EXERCISE AIM — The answer should contain every record below, output exactly.
=-=-=
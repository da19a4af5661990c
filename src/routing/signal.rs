// =============================================================================
// Signals — discrete events submitted to the router
// =============================================================================

use std::str::FromStr;

use chrono::{DateTime, Utc};
use serde::{Deserialize, Serialize};

use crate::error::CoreError;

/// Priority class of a signal. Fixed per signal type by the topology.
#[derive(Debug, Clone, Copy, PartialEq, Eq, Hash, PartialOrd, Ord, Serialize, Deserialize)]
#[serde(rename_all = "SCREAMING_SNAKE_CASE")]
pub enum Tier {
    CriticalThreat,
    Opportunity,
    Learning,
}

impl Tier {
    /// Lowest priority of the tier's band. Offsets are added per signal type.
    pub fn base_priority(self) -> u8 {
        match self {
            Self::CriticalThreat => 90,
            Self::Opportunity => 50,
            Self::Learning => 10,
        }
    }
}

impl std::fmt::Display for Tier {
    fn fmt(&self, f: &mut std::fmt::Formatter<'_>) -> std::fmt::Result {
        match self {
            Self::CriticalThreat => write!(f, "CRITICAL_THREAT"),
            Self::Opportunity => write!(f, "OPPORTUNITY"),
            Self::Learning => write!(f, "LEARNING"),
        }
    }
}

/// Every signal type the router understands.
#[derive(Debug, Clone, Copy, PartialEq, Eq, Hash, PartialOrd, Ord, Serialize, Deserialize)]
#[serde(rename_all = "SCREAMING_SNAKE_CASE")]
pub enum SignalType {
    // Critical threats
    FlashCrash,
    LiquidityDrain,
    ManipulationDetected,
    ExchangeAnomaly,
    // Opportunities
    Breakout,
    MomentumShift,
    ArbitrageGap,
    VolumeSpike,
    // Learning
    PatternDiscovered,
    ModelUpdate,
    PerformanceReview,
}

impl SignalType {
    pub const ALL: [SignalType; 11] = [
        Self::FlashCrash,
        Self::LiquidityDrain,
        Self::ManipulationDetected,
        Self::ExchangeAnomaly,
        Self::Breakout,
        Self::MomentumShift,
        Self::ArbitrageGap,
        Self::VolumeSpike,
        Self::PatternDiscovered,
        Self::ModelUpdate,
        Self::PerformanceReview,
    ];

    pub fn as_str(self) -> &'static str {
        match self {
            Self::FlashCrash => "FLASH_CRASH",
            Self::LiquidityDrain => "LIQUIDITY_DRAIN",
            Self::ManipulationDetected => "MANIPULATION_DETECTED",
            Self::ExchangeAnomaly => "EXCHANGE_ANOMALY",
            Self::Breakout => "BREAKOUT",
            Self::MomentumShift => "MOMENTUM_SHIFT",
            Self::ArbitrageGap => "ARBITRAGE_GAP",
            Self::VolumeSpike => "VOLUME_SPIKE",
            Self::PatternDiscovered => "PATTERN_DISCOVERED",
            Self::ModelUpdate => "MODEL_UPDATE",
            Self::PerformanceReview => "PERFORMANCE_REVIEW",
        }
    }
}

impl std::fmt::Display for SignalType {
    fn fmt(&self, f: &mut std::fmt::Formatter<'_>) -> std::fmt::Result {
        f.write_str(self.as_str())
    }
}

impl FromStr for SignalType {
    type Err = CoreError;

    fn from_str(s: &str) -> Result<Self, Self::Err> {
        let wanted = s.trim().to_ascii_uppercase();
        Self::ALL
            .iter()
            .copied()
            .find(|t| t.as_str() == wanted)
            .ok_or_else(|| CoreError::UnmappedSignalType(s.to_string()))
    }
}

/// An event in transit. Built once by the router and never mutated.
#[derive(Debug, Clone, Serialize, Deserialize)]
pub struct Signal {
    pub id: String,
    #[serde(rename = "type")]
    pub signal_type: SignalType,
    pub payload: serde_json::Value,
    pub priority: u8,
    pub timestamp: DateTime<Utc>,
    #[serde(skip_serializing_if = "Option::is_none")]
    pub source: Option<String>,
    #[serde(skip_serializing_if = "Option::is_none")]
    pub metadata: Option<serde_json::Value>,
}

#[cfg(test)]
mod tests {
    use super::*;

    #[test]
    fn parse_known_types_case_insensitively() {
        assert_eq!("breakout".parse::<SignalType>().unwrap(), SignalType::Breakout);
        assert_eq!(
            " FLASH_CRASH ".parse::<SignalType>().unwrap(),
            SignalType::FlashCrash
        );
    }

    #[test]
    fn parse_unknown_type_is_an_error() {
        let err = "SOLAR_FLARE".parse::<SignalType>().unwrap_err();
        assert_eq!(err, CoreError::UnmappedSignalType("SOLAR_FLARE".into()));
    }

    #[test]
    fn serde_name_matches_display() {
        for t in SignalType::ALL {
            let json = serde_json::to_string(&t).unwrap();
            assert_eq!(json, format!("\"{}\"", t));
        }
    }
}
=-=-=
EXERCISE RESULT —
repository da19a4af5661990c
filename src/routing/signal.rs
// =============================================================================
// Signals — discrete events submitted to the router
// =============================================================================

use std::str::FromStr;

use chrono::{DateTime, Utc};
use serde::{Deserialize, Serialize};

use crate::error::CoreError;

/// Priority class of a signal. Fixed per signal type by the topology.
#[derive(Debug, Clone, Copy, PartialEq, Eq, Hash, PartialOrd, Ord, Serialize, Deserialize)]
#[serde(rename_all = "SCREAMING_SNAKE_CASE")]
pub enum Tier {
    CriticalThreat,
    Opportunity,
    Learning,
}

impl Tier {
    /// Lowest priority of the tier's band. Offsets are added per signal type.
    pub fn base_priority(self) -> u8 {
        match self {
            Self::CriticalThreat => 90,
            Self::Opportunity => 50,
            Self::Learning => 10,
        }
    }
}

impl std::fmt::Display for Tier {
    fn fmt(&self, f: &mut std::fmt::Formatter<'_>) -> std::fmt::Result {
        match self {
            Self::CriticalThreat => write!(f, "CRITICAL_THREAT"),
            Self::Opportunity => write!(f, "OPPORTUNITY"),
            Self::Learning => write!(f, "LEARNING"),
        }
    }
}

/// Every signal type the router understands.
#[derive(Debug, Clone, Copy, PartialEq, Eq, Hash, PartialOrd, Ord, Serialize, Deserialize)]
#[serde(rename_all = "SCREAMING_SNAKE_CASE")]
pub enum SignalType {
    // Critical threats
    FlashCrash,
    LiquidityDrain,
    ManipulationDetected,
    ExchangeAnomaly,
    // Opportunities
    Breakout,
    MomentumShift,
    ArbitrageGap,
    VolumeSpike,
    // Learning
    PatternDiscovered,
    ModelUpdate,
    PerformanceReview,
}

impl SignalType {
    pub const ALL: [SignalType; 11] = [
        Self::FlashCrash,
        Self::LiquidityDrain,
        Self::ManipulationDetected,
        Self::ExchangeAnomaly,
        Self::Breakout,
        Self::MomentumShift,
        Self::ArbitrageGap,
        Self::VolumeSpike,
        Self::PatternDiscovered,
        Self::ModelUpdate,
        Self::PerformanceReview,
    ];

    pub fn as_str(self) -> &'static str {
        match self {
            Self::FlashCrash => "FLASH_CRASH",
            Self::LiquidityDrain => "LIQUIDITY_DRAIN",
            Self::ManipulationDetected => "MANIPULATION_DETECTED",
            Self::ExchangeAnomaly => "EXCHANGE_ANOMALY",
            Self::Breakout => "BREAKOUT",
            Self::MomentumShift => "MOMENTUM_SHIFT",
            Self::ArbitrageGap => "ARBITRAGE_GAP",
            Self::VolumeSpike => "VOLUME_SPIKE",
            Self::PatternDiscovered => "PATTERN_DISCOVERED",
            Self::ModelUpdate => "MODEL_UPDATE",
            Self::PerformanceReview => "PERFORMANCE_REVIEW",
        }
    }
}

impl std::fmt::Display for SignalType {
    fn fmt(&self, f: &mut std::fmt::Formatter<'_>) -> std::fmt::Result {
        f.write_str(self.as_str())
    }
}

impl FromStr for SignalType {
    type Err = CoreError;

    fn from_str(s: &str) -> Result<Self, Self::Err> {
        let wanted = s.trim().to_ascii_uppercase();
        Self::ALL
            .iter()
            .copied()
            .find(|t| t.as_str() == wanted)
            .ok_or_else(|| CoreError::UnmappedSignalType(s.to_string()))
    }
}

/// An event in transit. Built once by the router and never mutated.
#[derive(Debug, Clone, Serialize, Deserialize)]
pub struct Signal {
    pub id: String,
    #[serde(rename = "type")]
    pub signal_type: SignalType,
    pub payload: serde_json::Value,
    pub priority: u8,
    pub timestamp: DateTime<Utc>,
    #[serde(skip_serializing_if = "Option::is_none")]
    pub source: Option<String>,
    #[serde(skip_serializing_if = "Option::is_none")]
    pub metadata: Option<serde_json::Value>,
}

#[cfg(test)]
mod tests {
    use super::*;

    #[test]
    fn parse_known_types_case_insensitively() {
        assert_eq!("breakout".parse::<SignalType>().unwrap(), SignalType::Breakout);
        assert_eq!(
            " FLASH_CRASH ".parse::<SignalType>().unwrap(),
            SignalType::FlashCrash
        );
    }

    #[test]
    fn parse_unknown_type_is_an_error() {
        let err = "SOLAR_FLARE".parse::<SignalType>().unwrap_err();
        assert_eq!(err, CoreError::UnmappedSignalType("SOLAR_FLARE".into()));
    }

    #[test]
    fn serde_name_matches_display() {
        for t in SignalType::ALL {
            let json = serde_json::to_string(&t).unwrap();
            assert_eq!(json, format!("\"{}\"", t));
        }
    }
}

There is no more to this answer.